> EXERCISE PROMPT:
Needed from the data below: every line from the one with "info!(session_id = %session_id, path" up to and including the one with "async fn roll_back<W: WavSink>(file: &mut", repeated exactly and with nothing else.

(Collected data entries)
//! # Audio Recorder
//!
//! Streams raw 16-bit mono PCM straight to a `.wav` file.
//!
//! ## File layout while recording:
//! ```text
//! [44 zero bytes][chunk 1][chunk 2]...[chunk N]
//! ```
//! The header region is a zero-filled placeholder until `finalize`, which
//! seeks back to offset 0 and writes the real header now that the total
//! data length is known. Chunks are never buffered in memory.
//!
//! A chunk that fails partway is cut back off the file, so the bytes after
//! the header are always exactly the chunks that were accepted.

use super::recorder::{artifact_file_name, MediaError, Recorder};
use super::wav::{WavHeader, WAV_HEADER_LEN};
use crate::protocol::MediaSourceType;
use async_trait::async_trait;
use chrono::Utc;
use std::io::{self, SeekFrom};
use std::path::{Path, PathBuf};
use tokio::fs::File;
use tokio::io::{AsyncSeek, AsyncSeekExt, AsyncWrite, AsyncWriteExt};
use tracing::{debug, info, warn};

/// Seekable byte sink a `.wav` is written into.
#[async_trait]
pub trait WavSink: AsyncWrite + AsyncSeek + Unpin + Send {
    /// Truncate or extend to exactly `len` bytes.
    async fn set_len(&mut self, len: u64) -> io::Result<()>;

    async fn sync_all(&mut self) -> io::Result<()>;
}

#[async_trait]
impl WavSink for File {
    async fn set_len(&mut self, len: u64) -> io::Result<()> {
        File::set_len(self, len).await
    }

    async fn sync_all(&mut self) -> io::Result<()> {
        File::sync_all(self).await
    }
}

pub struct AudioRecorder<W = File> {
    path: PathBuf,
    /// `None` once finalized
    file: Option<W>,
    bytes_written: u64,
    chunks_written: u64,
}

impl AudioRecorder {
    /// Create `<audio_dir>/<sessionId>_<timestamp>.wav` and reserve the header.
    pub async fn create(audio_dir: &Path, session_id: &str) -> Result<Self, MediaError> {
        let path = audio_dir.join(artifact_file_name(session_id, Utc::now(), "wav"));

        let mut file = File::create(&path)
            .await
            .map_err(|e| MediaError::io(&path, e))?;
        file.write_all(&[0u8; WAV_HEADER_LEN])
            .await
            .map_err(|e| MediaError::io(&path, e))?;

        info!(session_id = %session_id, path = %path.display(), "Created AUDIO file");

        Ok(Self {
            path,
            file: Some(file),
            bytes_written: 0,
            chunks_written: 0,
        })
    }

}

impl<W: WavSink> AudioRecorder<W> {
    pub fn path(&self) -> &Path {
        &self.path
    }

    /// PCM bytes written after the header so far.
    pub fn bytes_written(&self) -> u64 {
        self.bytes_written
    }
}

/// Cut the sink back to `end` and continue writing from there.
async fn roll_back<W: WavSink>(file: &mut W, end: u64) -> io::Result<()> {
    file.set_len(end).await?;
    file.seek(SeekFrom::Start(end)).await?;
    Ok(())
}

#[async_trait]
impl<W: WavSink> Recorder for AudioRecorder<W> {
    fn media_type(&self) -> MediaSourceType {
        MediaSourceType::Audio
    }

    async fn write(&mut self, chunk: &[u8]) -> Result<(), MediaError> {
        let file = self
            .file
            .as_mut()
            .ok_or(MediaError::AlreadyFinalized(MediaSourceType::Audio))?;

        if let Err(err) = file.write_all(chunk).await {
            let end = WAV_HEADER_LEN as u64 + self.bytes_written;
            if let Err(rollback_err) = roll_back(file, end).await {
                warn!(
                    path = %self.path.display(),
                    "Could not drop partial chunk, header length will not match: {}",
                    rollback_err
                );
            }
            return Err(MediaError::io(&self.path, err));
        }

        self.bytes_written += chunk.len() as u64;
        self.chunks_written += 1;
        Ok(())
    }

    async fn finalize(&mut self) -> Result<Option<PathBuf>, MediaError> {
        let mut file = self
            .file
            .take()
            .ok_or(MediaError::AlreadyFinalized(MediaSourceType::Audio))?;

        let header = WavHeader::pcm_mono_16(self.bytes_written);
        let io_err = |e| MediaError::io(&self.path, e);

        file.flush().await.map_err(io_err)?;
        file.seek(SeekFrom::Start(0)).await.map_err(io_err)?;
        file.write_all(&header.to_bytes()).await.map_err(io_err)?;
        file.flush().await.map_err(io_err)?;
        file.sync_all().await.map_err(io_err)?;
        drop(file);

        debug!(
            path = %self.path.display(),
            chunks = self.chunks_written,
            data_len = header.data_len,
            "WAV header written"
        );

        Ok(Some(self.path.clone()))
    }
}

> SOLUTION TO THE EXERCISE:
        info!(session_id = %session_id, path = %path.display(), "Created AUDIO file");

        Ok(Self {
            path,
            file: Some(file),
            bytes_written: 0,
            chunks_written: 0,
        })
    }

}

impl<W: WavSink> AudioRecorder<W> {
    pub fn path(&self) -> &Path {
        &self.path
    }

    /// PCM bytes written after the header so far.
    pub fn bytes_written(&self) -> u64 {
        self.bytes_written
    }
}

/// Cut the sink back to `end` and continue writing from there.
async fn roll_back<W: WavSink>(file: &mut W, end: u64) -> io::Result<()> {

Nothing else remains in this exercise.